**What is required**
Give back, word for word, the lines in the listing below from the one holding "Some(name) => kind.name_of(entity)" down to the one holding "let id = self.next_id();", both ends included.

**The records**
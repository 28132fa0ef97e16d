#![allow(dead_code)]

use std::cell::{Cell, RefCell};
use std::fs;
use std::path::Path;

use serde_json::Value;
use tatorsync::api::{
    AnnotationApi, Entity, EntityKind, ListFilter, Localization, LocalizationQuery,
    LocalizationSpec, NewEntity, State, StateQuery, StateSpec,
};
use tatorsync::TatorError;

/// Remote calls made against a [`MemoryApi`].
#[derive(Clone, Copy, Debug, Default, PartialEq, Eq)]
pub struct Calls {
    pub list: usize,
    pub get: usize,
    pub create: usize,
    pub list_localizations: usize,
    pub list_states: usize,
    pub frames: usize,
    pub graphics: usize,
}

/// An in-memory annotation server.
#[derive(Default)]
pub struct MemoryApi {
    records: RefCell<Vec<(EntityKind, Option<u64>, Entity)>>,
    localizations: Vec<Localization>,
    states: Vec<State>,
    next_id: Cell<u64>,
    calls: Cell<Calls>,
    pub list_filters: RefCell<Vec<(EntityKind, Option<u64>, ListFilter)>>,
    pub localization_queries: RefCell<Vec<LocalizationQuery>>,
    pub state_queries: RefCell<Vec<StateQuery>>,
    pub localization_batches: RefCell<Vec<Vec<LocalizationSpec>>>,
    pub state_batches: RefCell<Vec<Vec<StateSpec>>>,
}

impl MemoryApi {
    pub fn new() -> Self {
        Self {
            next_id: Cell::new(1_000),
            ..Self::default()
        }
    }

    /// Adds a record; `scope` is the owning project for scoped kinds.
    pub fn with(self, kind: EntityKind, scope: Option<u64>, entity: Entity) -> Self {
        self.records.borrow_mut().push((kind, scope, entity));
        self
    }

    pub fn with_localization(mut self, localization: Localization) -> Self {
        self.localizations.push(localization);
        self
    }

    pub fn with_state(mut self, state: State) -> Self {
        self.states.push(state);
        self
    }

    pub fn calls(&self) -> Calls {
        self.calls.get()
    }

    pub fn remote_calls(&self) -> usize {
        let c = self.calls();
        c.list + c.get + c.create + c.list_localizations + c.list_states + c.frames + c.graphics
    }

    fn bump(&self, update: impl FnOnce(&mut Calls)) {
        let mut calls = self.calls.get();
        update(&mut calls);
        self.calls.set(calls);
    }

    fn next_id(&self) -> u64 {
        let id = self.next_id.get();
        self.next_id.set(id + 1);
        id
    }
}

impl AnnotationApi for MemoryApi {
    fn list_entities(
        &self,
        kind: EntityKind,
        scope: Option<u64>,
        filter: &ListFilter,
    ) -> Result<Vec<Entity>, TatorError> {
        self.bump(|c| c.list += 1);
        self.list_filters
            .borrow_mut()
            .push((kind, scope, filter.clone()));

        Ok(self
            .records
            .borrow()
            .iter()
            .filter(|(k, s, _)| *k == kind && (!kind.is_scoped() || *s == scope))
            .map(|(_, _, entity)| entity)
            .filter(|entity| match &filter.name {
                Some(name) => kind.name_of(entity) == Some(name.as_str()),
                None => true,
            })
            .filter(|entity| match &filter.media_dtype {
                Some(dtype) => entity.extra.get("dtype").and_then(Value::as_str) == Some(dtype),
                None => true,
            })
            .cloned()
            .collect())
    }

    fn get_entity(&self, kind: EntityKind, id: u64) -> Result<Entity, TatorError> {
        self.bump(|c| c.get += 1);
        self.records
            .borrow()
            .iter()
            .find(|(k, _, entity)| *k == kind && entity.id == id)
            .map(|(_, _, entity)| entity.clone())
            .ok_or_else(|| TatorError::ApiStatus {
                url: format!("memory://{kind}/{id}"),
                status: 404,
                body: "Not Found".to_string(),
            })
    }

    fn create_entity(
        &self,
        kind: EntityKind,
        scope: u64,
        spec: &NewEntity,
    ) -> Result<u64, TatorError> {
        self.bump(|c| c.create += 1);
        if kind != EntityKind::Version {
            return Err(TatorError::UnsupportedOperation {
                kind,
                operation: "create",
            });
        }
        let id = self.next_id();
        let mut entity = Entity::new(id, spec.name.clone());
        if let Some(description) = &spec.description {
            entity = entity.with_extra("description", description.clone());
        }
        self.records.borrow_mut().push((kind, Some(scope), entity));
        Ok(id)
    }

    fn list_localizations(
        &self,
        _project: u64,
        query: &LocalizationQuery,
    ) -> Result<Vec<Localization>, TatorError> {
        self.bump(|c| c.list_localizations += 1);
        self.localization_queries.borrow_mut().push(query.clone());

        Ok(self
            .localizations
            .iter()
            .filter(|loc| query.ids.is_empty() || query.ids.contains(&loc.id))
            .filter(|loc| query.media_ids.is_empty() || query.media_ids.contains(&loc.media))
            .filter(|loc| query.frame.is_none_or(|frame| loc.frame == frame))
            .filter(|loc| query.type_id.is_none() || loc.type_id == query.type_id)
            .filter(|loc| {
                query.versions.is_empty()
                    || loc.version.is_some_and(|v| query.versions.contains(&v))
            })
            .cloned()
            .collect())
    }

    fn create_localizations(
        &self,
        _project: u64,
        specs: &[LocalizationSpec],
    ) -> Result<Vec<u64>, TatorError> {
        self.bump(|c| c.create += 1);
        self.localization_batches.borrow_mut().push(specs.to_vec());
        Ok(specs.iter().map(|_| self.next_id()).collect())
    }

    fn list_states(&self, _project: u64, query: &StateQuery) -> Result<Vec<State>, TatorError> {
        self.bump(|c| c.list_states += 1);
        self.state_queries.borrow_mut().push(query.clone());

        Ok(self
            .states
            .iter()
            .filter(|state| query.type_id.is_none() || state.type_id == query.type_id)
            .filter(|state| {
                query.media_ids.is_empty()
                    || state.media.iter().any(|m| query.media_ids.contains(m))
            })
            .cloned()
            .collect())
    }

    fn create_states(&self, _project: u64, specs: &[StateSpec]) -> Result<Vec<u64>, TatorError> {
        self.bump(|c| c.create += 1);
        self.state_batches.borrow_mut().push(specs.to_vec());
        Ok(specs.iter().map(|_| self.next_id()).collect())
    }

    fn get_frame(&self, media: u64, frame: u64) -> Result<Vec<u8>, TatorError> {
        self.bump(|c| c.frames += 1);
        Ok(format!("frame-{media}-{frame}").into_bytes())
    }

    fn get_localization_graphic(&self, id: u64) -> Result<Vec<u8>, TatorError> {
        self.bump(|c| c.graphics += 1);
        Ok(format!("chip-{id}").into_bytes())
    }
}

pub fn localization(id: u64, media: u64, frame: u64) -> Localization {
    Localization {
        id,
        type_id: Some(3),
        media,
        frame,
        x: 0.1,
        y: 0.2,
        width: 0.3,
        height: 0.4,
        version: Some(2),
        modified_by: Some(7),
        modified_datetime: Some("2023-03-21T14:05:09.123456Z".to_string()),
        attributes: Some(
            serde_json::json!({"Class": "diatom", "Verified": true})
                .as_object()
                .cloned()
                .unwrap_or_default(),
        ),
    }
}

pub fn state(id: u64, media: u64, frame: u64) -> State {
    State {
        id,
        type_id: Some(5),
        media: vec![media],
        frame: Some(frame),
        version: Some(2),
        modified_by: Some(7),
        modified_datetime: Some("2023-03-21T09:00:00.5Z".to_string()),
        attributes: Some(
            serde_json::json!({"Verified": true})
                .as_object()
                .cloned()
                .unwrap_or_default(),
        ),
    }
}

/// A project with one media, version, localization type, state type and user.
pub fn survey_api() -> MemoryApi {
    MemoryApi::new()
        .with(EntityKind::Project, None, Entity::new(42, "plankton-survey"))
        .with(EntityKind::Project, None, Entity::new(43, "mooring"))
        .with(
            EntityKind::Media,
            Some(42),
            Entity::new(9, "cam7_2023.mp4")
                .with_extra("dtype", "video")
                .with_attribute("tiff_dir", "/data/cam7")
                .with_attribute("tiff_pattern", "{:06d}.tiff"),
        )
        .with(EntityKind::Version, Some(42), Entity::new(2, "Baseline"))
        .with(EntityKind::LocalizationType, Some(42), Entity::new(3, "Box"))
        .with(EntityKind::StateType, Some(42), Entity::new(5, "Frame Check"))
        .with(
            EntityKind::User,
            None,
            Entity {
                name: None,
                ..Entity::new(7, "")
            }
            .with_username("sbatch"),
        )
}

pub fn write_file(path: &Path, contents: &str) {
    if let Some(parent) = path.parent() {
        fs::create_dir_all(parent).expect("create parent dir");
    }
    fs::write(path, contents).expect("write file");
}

**Exercise result**
                Some(name) => kind.name_of(entity) == Some(name.as_str()),
                None => true,
            })
            .filter(|entity| match &filter.media_dtype {
                Some(dtype) => entity.extra.get("dtype").and_then(Value::as_str) == Some(dtype),
                None => true,
            })
            .cloned()
            .collect())
    }

    fn get_entity(&self, kind: EntityKind, id: u64) -> Result<Entity, TatorError> {
        self.bump(|c| c.get += 1);
        self.records
            .borrow()
            .iter()
            .find(|(k, _, entity)| *k == kind && entity.id == id)
            .map(|(_, _, entity)| entity.clone())
            .ok_or_else(|| TatorError::ApiStatus {
                url: format!("memory://{kind}/{id}"),
                status: 404,
                body: "Not Found".to_string(),
            })
    }

    fn create_entity(
        &self,
        kind: EntityKind,
        scope: u64,
        spec: &NewEntity,
    ) -> Result<u64, TatorError> {
        self.bump(|c| c.create += 1);
        if kind != EntityKind::Version {
            return Err(TatorError::UnsupportedOperation {
                kind,
                operation: "create",
            });
        }
        let id = self.next_id();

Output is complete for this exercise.